Which of the lines below contain the string "collect"? Pull each one out of the data.

> **Material to process**:
★ ★ ★

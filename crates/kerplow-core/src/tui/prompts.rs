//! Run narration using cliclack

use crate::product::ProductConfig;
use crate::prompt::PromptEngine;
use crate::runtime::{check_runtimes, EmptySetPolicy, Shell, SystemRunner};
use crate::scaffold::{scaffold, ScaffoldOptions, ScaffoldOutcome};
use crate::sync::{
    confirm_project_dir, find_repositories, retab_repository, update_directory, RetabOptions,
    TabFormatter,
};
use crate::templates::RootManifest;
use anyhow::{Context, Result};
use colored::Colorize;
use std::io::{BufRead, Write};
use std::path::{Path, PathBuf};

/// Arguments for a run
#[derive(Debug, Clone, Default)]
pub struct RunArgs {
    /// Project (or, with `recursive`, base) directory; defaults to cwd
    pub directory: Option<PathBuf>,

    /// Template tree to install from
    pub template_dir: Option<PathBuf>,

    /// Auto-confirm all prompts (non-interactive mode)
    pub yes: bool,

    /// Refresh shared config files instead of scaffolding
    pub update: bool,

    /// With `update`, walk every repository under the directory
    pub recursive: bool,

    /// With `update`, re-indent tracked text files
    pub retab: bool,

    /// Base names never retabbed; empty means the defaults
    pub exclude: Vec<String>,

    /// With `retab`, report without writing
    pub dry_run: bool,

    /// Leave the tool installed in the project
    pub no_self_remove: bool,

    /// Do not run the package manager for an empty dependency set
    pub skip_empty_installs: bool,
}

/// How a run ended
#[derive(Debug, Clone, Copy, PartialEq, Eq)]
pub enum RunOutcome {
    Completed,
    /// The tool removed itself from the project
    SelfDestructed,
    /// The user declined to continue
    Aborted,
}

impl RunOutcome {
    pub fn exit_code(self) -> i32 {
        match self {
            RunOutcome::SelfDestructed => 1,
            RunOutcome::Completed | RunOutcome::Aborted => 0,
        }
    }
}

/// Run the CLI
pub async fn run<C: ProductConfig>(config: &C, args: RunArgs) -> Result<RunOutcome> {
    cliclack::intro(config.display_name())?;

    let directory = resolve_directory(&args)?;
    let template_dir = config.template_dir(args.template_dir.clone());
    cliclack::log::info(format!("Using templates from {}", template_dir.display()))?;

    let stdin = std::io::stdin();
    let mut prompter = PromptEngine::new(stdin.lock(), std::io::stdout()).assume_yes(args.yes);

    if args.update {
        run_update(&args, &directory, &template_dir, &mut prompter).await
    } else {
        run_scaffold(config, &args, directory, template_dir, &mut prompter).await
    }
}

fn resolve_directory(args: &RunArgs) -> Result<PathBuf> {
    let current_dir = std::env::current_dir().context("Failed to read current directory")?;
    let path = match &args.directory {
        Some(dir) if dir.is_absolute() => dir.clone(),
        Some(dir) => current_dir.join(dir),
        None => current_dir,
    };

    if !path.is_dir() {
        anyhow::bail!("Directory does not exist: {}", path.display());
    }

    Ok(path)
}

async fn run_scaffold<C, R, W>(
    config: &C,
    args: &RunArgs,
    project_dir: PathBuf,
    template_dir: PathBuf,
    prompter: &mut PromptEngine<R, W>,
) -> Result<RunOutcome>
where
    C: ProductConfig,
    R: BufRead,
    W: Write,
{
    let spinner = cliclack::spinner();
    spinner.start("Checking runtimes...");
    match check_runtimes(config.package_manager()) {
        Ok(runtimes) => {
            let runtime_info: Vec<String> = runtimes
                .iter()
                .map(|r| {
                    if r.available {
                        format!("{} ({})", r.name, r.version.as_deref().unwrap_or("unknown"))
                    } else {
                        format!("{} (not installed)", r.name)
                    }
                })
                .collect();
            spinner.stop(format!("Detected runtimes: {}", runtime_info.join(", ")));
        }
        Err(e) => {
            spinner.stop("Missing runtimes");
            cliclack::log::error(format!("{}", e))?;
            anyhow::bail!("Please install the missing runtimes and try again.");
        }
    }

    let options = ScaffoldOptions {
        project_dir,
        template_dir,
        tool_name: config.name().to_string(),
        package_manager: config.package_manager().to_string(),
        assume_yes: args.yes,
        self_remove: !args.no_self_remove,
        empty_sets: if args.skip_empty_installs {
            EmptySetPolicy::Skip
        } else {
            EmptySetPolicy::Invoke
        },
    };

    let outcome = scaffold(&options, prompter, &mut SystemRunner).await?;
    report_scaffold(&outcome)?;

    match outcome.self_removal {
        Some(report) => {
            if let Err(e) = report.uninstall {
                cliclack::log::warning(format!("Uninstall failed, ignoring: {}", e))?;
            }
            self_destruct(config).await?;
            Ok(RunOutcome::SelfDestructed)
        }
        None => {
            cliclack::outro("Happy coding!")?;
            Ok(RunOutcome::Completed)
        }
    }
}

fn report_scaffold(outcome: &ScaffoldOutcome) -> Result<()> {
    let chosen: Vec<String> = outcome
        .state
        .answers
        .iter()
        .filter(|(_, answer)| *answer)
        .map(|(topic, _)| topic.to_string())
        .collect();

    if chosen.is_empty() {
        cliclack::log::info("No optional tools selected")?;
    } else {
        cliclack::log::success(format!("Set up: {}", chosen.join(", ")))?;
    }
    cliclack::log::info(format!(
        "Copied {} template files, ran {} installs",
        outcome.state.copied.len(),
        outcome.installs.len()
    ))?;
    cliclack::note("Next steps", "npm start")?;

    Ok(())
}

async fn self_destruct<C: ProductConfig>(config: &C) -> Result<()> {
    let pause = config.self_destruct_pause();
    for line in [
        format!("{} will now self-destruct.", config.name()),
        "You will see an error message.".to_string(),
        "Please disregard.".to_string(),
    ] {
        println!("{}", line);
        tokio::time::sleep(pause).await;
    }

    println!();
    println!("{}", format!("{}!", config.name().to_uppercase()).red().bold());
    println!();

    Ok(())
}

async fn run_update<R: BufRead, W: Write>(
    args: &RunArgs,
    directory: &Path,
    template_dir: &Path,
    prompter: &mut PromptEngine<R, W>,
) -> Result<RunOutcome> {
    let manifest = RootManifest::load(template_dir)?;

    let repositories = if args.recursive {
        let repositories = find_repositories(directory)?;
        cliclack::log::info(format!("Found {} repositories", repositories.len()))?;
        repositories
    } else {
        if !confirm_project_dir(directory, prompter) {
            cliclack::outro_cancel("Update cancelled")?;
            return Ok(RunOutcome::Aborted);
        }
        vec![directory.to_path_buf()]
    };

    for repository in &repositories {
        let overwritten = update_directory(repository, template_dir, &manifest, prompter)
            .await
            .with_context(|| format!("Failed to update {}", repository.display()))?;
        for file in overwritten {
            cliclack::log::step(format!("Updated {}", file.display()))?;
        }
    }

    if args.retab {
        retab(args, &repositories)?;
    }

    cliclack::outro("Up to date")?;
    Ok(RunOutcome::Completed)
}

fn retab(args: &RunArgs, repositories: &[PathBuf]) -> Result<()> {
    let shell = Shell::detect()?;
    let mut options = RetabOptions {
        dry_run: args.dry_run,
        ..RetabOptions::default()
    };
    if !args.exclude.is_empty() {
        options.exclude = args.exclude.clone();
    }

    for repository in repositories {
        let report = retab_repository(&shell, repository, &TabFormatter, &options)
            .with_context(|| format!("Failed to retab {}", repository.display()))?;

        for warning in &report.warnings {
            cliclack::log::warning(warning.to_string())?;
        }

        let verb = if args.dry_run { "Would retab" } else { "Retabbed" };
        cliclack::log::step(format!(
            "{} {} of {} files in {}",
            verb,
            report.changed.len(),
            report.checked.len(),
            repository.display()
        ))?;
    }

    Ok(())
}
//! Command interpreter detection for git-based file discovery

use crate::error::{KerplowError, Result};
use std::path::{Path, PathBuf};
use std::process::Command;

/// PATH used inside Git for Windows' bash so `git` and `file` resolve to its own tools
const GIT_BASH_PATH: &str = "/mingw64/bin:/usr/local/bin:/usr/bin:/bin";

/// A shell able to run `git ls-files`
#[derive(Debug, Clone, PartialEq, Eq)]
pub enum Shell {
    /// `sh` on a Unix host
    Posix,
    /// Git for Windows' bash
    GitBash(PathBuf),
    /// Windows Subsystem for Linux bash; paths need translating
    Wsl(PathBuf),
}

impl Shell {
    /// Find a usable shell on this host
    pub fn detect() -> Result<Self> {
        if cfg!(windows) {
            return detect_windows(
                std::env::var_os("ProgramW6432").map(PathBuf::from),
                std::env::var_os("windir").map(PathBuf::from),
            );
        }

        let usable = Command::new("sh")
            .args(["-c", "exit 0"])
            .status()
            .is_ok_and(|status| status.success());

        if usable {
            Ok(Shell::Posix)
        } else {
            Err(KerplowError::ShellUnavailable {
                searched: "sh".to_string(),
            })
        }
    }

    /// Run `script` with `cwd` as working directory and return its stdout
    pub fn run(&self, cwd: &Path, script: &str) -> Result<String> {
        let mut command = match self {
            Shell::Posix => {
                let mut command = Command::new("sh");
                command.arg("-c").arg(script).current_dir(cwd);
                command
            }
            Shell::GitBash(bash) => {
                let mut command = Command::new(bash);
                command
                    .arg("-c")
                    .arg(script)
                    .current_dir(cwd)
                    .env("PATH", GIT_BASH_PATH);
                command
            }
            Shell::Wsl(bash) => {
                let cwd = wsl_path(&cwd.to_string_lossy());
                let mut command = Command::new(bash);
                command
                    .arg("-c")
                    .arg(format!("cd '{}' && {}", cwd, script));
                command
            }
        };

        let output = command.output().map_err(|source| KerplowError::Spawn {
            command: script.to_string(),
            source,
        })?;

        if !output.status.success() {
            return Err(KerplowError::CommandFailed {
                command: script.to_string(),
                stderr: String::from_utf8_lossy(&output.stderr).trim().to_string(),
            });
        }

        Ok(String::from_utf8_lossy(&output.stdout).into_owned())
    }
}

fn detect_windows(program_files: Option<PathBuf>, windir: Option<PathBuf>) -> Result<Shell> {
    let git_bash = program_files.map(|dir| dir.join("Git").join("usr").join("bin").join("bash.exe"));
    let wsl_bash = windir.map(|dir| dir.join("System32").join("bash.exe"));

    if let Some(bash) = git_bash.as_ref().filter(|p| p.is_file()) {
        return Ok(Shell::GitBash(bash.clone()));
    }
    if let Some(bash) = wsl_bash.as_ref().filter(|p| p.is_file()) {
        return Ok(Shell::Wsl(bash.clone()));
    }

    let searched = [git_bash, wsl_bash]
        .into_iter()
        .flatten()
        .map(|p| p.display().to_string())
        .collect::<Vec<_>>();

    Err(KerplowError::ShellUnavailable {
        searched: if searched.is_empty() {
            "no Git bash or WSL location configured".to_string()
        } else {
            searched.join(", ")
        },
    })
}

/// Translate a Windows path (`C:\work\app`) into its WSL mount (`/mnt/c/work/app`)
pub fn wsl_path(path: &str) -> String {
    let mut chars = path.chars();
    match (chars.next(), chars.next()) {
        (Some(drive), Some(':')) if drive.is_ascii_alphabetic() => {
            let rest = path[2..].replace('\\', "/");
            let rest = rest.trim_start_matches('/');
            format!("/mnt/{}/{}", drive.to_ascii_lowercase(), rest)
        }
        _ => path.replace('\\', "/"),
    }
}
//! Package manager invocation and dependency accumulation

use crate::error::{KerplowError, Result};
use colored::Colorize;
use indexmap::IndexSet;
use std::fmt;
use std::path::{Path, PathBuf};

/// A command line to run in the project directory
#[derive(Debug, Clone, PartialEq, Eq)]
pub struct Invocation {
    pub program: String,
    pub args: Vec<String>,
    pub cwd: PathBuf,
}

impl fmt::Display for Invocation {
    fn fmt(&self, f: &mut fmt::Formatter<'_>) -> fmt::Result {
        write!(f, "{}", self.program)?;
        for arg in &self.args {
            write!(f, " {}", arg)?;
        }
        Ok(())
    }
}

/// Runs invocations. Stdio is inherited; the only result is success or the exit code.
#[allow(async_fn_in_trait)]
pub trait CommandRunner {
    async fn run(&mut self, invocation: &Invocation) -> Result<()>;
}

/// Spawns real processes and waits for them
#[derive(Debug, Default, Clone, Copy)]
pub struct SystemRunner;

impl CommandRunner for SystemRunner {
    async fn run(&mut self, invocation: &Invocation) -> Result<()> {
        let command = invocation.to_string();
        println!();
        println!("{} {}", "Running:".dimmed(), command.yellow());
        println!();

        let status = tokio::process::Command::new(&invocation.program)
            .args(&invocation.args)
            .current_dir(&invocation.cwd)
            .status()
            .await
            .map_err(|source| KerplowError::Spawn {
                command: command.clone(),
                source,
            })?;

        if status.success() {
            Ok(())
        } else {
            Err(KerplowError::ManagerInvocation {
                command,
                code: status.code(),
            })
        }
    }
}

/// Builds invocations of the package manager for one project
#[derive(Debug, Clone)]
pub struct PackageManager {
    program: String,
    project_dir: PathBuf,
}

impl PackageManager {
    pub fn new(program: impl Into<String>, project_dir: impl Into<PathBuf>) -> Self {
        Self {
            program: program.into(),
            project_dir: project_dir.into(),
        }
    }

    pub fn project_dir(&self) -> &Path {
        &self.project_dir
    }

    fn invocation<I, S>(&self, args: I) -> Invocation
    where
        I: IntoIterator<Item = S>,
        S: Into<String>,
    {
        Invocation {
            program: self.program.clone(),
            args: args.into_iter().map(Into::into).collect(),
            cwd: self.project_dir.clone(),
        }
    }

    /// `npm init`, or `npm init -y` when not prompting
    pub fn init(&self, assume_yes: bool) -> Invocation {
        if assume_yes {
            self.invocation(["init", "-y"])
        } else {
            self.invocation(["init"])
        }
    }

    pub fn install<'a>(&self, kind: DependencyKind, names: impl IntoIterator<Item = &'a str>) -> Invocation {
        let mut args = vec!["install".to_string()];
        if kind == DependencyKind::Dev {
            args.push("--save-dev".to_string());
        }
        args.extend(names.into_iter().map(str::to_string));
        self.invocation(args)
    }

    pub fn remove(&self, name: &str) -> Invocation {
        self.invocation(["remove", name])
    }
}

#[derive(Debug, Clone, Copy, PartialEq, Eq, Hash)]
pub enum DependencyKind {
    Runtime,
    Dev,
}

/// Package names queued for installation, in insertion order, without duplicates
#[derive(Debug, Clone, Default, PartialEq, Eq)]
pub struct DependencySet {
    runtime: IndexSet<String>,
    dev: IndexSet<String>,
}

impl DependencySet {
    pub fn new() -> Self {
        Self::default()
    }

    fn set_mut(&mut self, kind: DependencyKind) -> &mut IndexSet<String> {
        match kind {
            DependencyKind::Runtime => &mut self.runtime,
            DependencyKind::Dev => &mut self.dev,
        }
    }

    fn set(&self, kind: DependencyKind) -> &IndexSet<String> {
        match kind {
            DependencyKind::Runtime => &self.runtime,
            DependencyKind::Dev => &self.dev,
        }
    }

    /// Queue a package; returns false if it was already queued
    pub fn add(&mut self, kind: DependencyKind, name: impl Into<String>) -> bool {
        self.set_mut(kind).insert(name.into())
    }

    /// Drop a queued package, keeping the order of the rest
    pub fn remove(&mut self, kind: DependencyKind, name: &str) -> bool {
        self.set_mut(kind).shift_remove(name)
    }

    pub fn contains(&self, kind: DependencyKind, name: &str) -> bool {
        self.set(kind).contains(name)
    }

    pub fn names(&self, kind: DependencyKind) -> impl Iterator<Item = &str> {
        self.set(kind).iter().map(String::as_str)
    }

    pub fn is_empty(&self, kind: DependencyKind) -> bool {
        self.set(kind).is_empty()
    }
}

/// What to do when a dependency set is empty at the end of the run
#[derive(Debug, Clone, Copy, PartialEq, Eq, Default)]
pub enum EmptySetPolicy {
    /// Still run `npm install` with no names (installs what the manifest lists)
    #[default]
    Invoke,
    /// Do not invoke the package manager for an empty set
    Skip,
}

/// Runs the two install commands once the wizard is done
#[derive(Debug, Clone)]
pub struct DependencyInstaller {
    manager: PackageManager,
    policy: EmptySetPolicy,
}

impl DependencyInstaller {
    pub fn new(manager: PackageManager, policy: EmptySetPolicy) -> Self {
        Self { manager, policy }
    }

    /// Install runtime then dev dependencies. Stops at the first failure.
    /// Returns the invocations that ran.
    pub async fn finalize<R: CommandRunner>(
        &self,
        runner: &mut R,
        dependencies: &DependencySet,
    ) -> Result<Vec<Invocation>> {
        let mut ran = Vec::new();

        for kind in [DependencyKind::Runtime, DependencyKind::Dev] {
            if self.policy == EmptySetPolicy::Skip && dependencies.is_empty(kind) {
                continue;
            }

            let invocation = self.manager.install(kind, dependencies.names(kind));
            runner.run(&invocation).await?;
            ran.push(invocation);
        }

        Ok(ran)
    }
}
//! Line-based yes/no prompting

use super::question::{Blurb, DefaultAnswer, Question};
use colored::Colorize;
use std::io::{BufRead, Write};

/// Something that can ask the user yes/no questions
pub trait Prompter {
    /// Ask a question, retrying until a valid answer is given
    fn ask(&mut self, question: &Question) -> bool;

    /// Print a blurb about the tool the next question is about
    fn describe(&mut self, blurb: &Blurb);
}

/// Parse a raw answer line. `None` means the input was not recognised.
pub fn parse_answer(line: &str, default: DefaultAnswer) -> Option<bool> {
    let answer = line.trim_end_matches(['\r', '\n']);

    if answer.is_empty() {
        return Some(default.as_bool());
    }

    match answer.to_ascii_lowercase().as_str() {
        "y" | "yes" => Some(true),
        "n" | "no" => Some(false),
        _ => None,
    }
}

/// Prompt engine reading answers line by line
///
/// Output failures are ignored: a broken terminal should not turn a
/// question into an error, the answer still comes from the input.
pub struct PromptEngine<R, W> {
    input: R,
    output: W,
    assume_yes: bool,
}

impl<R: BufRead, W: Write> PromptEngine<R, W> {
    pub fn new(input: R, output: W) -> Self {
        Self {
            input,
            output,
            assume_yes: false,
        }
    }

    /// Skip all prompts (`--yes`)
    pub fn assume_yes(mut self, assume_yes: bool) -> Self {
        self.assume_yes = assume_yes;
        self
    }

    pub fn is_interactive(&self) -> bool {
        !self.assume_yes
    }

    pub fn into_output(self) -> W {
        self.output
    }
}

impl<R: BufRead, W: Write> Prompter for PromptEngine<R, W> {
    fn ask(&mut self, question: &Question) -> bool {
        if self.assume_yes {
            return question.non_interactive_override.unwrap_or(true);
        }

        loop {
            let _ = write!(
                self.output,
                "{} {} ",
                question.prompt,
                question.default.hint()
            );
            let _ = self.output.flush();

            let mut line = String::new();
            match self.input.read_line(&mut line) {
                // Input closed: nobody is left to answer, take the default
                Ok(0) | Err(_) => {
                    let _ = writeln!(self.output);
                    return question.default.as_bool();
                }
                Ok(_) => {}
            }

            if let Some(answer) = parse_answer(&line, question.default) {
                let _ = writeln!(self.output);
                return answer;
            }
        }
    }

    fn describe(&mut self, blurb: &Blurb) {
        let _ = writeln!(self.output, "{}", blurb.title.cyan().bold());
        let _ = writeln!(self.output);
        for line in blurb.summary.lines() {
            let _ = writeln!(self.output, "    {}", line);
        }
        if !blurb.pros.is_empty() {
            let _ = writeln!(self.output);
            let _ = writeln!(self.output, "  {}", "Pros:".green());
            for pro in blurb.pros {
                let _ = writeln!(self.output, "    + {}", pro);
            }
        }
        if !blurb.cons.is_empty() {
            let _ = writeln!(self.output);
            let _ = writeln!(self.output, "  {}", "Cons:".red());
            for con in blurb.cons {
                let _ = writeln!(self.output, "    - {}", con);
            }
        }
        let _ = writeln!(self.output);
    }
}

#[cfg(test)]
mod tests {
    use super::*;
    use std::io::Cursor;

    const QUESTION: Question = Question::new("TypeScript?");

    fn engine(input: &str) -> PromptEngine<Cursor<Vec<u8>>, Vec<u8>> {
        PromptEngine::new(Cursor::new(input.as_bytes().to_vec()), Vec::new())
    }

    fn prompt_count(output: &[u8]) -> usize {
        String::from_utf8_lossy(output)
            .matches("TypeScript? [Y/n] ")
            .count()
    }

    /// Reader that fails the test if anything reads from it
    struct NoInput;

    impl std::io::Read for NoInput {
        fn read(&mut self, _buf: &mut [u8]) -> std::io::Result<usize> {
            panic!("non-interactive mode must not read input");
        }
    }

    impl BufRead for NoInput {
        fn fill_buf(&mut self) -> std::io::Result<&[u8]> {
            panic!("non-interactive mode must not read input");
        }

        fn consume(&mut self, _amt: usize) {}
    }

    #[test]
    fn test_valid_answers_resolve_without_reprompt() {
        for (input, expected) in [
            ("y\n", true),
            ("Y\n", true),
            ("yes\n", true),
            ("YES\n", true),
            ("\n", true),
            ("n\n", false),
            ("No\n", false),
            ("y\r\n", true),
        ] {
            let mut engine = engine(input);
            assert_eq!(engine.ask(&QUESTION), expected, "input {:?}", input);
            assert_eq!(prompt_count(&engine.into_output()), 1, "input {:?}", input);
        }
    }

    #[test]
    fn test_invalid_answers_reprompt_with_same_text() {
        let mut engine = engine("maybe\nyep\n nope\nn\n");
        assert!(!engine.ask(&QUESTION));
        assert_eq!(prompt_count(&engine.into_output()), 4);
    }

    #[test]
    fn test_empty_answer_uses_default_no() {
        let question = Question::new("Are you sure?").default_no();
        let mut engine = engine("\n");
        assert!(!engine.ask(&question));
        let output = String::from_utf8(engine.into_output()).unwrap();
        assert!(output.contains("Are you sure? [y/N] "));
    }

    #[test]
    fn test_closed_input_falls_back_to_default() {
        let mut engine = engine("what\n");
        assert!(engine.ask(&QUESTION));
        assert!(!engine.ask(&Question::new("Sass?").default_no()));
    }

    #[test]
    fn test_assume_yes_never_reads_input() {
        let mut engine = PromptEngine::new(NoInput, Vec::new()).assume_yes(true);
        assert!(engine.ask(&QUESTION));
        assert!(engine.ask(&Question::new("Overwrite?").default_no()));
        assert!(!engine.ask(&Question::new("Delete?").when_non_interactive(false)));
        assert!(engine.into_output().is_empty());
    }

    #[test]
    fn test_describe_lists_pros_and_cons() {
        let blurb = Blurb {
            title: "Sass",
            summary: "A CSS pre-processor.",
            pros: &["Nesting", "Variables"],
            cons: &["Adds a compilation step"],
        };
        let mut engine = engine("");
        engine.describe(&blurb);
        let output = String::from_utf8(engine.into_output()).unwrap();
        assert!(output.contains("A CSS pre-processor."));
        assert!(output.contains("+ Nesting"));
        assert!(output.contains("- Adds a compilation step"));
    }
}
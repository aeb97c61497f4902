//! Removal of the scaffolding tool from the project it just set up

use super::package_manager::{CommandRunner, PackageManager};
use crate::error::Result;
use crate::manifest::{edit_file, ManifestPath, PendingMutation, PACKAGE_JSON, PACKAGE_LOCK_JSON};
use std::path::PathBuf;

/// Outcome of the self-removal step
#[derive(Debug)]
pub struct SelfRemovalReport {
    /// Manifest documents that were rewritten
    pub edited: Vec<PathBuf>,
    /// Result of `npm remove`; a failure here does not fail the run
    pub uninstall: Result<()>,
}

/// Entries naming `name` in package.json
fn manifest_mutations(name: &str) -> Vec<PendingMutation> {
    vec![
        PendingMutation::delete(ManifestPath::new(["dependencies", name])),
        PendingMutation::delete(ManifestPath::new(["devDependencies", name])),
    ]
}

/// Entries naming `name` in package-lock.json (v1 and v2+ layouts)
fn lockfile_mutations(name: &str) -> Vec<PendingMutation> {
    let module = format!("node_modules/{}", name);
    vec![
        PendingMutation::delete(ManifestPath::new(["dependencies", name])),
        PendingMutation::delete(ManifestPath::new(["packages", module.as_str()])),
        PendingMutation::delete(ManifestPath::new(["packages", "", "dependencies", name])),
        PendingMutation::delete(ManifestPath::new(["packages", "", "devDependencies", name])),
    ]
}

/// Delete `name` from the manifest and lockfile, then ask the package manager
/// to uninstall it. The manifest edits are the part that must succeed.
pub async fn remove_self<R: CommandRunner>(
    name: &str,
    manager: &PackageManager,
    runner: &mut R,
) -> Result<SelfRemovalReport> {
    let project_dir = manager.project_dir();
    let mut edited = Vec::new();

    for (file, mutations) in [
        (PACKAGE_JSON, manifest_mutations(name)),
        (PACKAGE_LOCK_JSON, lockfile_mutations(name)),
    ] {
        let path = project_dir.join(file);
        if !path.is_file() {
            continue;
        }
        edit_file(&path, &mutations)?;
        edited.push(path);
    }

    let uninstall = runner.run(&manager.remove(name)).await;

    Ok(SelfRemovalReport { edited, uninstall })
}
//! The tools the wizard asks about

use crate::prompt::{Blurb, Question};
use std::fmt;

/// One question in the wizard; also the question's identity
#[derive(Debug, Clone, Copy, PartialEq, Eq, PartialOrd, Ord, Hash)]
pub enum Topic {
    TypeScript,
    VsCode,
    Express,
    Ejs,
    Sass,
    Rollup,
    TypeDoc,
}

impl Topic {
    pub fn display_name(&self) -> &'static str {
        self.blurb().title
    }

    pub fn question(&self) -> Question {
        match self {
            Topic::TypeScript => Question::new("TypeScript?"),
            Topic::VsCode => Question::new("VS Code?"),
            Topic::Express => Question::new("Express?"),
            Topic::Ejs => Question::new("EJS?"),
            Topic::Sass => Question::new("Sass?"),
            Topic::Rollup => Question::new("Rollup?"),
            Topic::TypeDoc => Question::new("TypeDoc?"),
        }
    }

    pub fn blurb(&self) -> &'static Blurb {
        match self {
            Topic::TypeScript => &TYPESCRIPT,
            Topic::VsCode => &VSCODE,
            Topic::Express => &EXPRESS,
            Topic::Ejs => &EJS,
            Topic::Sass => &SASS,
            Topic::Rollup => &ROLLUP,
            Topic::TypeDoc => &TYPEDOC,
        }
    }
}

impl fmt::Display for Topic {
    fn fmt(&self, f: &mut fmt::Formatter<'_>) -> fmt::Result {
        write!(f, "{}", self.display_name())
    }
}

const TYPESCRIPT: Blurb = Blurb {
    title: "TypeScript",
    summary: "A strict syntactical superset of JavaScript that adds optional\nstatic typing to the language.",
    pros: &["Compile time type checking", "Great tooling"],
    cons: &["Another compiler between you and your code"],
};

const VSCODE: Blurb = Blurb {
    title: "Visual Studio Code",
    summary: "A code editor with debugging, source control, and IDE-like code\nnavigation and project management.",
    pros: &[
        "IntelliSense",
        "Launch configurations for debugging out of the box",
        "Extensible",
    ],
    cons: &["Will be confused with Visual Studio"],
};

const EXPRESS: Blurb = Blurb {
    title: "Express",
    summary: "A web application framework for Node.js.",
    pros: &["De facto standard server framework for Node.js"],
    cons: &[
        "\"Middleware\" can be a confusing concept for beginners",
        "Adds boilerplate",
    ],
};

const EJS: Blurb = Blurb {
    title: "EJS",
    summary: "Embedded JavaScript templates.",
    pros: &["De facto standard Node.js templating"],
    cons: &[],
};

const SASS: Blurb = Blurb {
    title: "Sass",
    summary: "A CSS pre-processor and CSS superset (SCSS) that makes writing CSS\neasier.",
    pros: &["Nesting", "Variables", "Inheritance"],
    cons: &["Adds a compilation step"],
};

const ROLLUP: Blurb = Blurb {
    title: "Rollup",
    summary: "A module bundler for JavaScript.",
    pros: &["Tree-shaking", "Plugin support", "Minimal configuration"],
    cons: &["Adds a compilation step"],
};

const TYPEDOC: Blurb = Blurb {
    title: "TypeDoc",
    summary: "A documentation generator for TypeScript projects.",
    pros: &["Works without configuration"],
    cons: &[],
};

★ ★ ★

> **Solution**:
                .collect();
        .collect();
        .collect::<Vec<_>>();
            args: args.into_iter().map(Into::into).collect(),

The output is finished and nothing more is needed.